### [What you should do]
Find out how many lines of the material contain the string "unwrap" and give only that figure.

### [Exercise data]
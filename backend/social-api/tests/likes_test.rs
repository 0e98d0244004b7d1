/// HTTP tests for post and comment likes
mod common;

#[cfg(test)]
mod tests {
    use actix_web::{http::StatusCode, test};
    use serde_json::Value;
    use social_api::handlers::likes::LikeListResponse;
    use social_api::models::{CommentLike, PostLike};

    use crate::common::fixtures::{self, bearer, error_message};

    #[actix_web::test]
    async fn test_like_list_and_unlike_post() {
        let ctx = fixtures::test_context();
        let app = fixtures::init_app(&ctx.state).await;
        let (author, _) = fixtures::seed_user(&ctx.state, "author", false).await;
        let (fan, fan_token) = fixtures::seed_user(&ctx.state, "fan", false).await;
        let (_, other_token) = fixtures::seed_user(&ctx.state, "other", false).await;
        let post = fixtures::seed_post(&ctx.state, author.id, "Hello").await;
        let uri = format!("/api/v1/post/{}/like", post.id);

        let req = test::TestRequest::post()
            .uri(&uri)
            .insert_header(bearer(&fan_token))
            .to_request();
        let resp = test::call_service(&app, req).await;
        assert_eq!(resp.status(), StatusCode::CREATED);
        let like: PostLike = test::read_body_json(resp).await;
        assert_eq!(like.user_id, fan.id);

        let req = test::TestRequest::post()
            .uri(&uri)
            .insert_header(bearer(&fan_token))
            .to_request();
        let resp = test::call_service(&app, req).await;
        assert_eq!(resp.status(), StatusCode::CONFLICT);
        let body: Value = test::read_body_json(resp).await;
        assert_eq!(error_message(&body), "already liked");

        let req = test::TestRequest::get()
            .uri(&uri)
            .insert_header(bearer(&other_token))
            .to_request();
        let resp = test::call_service(&app, req).await;
        assert_eq!(resp.status(), StatusCode::OK);
        let list: LikeListResponse = test::read_body_json(resp).await;
        assert_eq!(list.total, 1);
        assert_eq!(list.likes[0].user_id, fan.id);

        let unlike_uri = format!("/api/v1/post_like/{}", like.id);
        let req = test::TestRequest::delete()
            .uri(&unlike_uri)
            .insert_header(bearer(&other_token))
            .to_request();
        let resp = test::call_service(&app, req).await;
        assert_eq!(resp.status(), StatusCode::FORBIDDEN);
        let body: Value = test::read_body_json(resp).await;
        assert_eq!(error_message(&body), "no permission to unlike");

        let req = test::TestRequest::delete()
            .uri(&unlike_uri)
            .insert_header(bearer(&fan_token))
            .to_request();
        let resp = test::call_service(&app, req).await;
        assert_eq!(resp.status(), StatusCode::OK);

        let req = test::TestRequest::delete()
            .uri(&unlike_uri)
            .insert_header(bearer(&fan_token))
            .to_request();
        let resp = test::call_service(&app, req).await;
        assert_eq!(resp.status(), StatusCode::NOT_FOUND);
        let body: Value = test::read_body_json(resp).await;
        assert_eq!(error_message(&body), "post like not found");
    }

    #[actix_web::test]
    async fn test_private_post_likes_require_follow() {
        let ctx = fixtures::test_context();
        let app = fixtures::init_app(&ctx.state).await;
        let (author, _) = fixtures::seed_user(&ctx.state, "author", true).await;
        let (_, stranger_token) = fixtures::seed_user(&ctx.state, "stranger", false).await;
        let post = fixtures::seed_post(&ctx.state, author.id, "Secret").await;
        let uri = format!("/api/v1/post/{}/like", post.id);

        let req = test::TestRequest::post()
            .uri(&uri)
            .insert_header(bearer(&stranger_token))
            .to_request();
        let resp = test::call_service(&app, req).await;
        assert_eq!(resp.status(), StatusCode::FORBIDDEN);

        let req = test::TestRequest::get()
            .uri(&uri)
            .insert_header(bearer(&stranger_token))
            .to_request();
        let resp = test::call_service(&app, req).await;
        assert_eq!(resp.status(), StatusCode::FORBIDDEN);

        let req = test::TestRequest::post().uri(&uri).to_request();
        let resp = test::call_service(&app, req).await;
        assert_eq!(resp.status(), StatusCode::UNAUTHORIZED);
    }

    #[actix_web::test]
    async fn test_unlike_rechecks_visibility_after_unfollow() {
        let ctx = fixtures::test_context();
        let app = fixtures::init_app(&ctx.state).await;
        let (author, _) = fixtures::seed_user(&ctx.state, "author", true).await;
        let (fan, fan_token) = fixtures::seed_user(&ctx.state, "fan", false).await;
        let follow = ctx.state.follows.follow(fan.id, author.id).await.unwrap();
        let post = fixtures::seed_post(&ctx.state, author.id, "Secret").await;
        let like = ctx.state.likes.like_post(post.id, fan.id).await.unwrap();

        ctx.state.follows.unfollow(follow.id).await.unwrap();

        let req = test::TestRequest::delete()
            .uri(&format!("/api/v1/post_like/{}", like.id))
            .insert_header(bearer(&fan_token))
            .to_request();
        let resp = test::call_service(&app, req).await;
        assert_eq!(resp.status(), StatusCode::FORBIDDEN);
    }

    #[actix_web::test]
    async fn test_comment_like_flow() {
        let ctx = fixtures::test_context();
        let app = fixtures::init_app(&ctx.state).await;
        let (author, _) = fixtures::seed_user(&ctx.state, "author", false).await;
        let (fan, fan_token) = fixtures::seed_user(&ctx.state, "fan", false).await;
        let post = fixtures::seed_post(&ctx.state, author.id, "Hello").await;
        let other_post = fixtures::seed_post(&ctx.state, author.id, "Other").await;
        let comment = ctx
            .state
            .comments
            .create(post.id, author.id, "thanks")
            .await
            .unwrap();

        let req = test::TestRequest::post()
            .uri(&format!("/api/v1/post/{}/comment/{}/like", other_post.id, comment.id))
            .insert_header(bearer(&fan_token))
            .to_request();
        let resp = test::call_service(&app, req).await;
        assert_eq!(resp.status(), StatusCode::BAD_REQUEST);
        let body: Value = test::read_body_json(resp).await;
        assert_eq!(error_message(&body), "comment does not belong to the post");

        let uri = format!("/api/v1/post/{}/comment/{}/like", post.id, comment.id);
        let req = test::TestRequest::post()
            .uri(&uri)
            .insert_header(bearer(&fan_token))
            .to_request();
        let resp = test::call_service(&app, req).await;
        assert_eq!(resp.status(), StatusCode::CREATED);
        let like: CommentLike = test::read_body_json(resp).await;
        assert_eq!(like.comment_id, comment.id);
        assert_eq!(like.user_id, fan.id);

        let req = test::TestRequest::post()
            .uri(&uri)
            .insert_header(bearer(&fan_token))
            .to_request();
        let resp = test::call_service(&app, req).await;
        assert_eq!(resp.status(), StatusCode::CONFLICT);

        let req = test::TestRequest::post()
            .uri(&format!("/api/v1/post/{}/comment/999/like", post.id))
            .insert_header(bearer(&fan_token))
            .to_request();
        let resp = test::call_service(&app, req).await;
        assert_eq!(resp.status(), StatusCode::NOT_FOUND);

        let req = test::TestRequest::delete()
            .uri(&format!("/api/v1/comment_like/{}", like.id))
            .insert_header(bearer(&fan_token))
            .to_request();
        let resp = test::call_service(&app, req).await;
        assert_eq!(resp.status(), StatusCode::OK);

        let req = test::TestRequest::delete()
            .uri(&format!("/api/v1/comment_like/{}", like.id))
            .insert_header(bearer(&fan_token))
            .to_request();
        let resp = test::call_service(&app, req).await;
        assert_eq!(resp.status(), StatusCode::NOT_FOUND);
        let body: Value = test::read_body_json(resp).await;
        assert_eq!(error_message(&body), "comment like not found");
    }
}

### [Answer]
4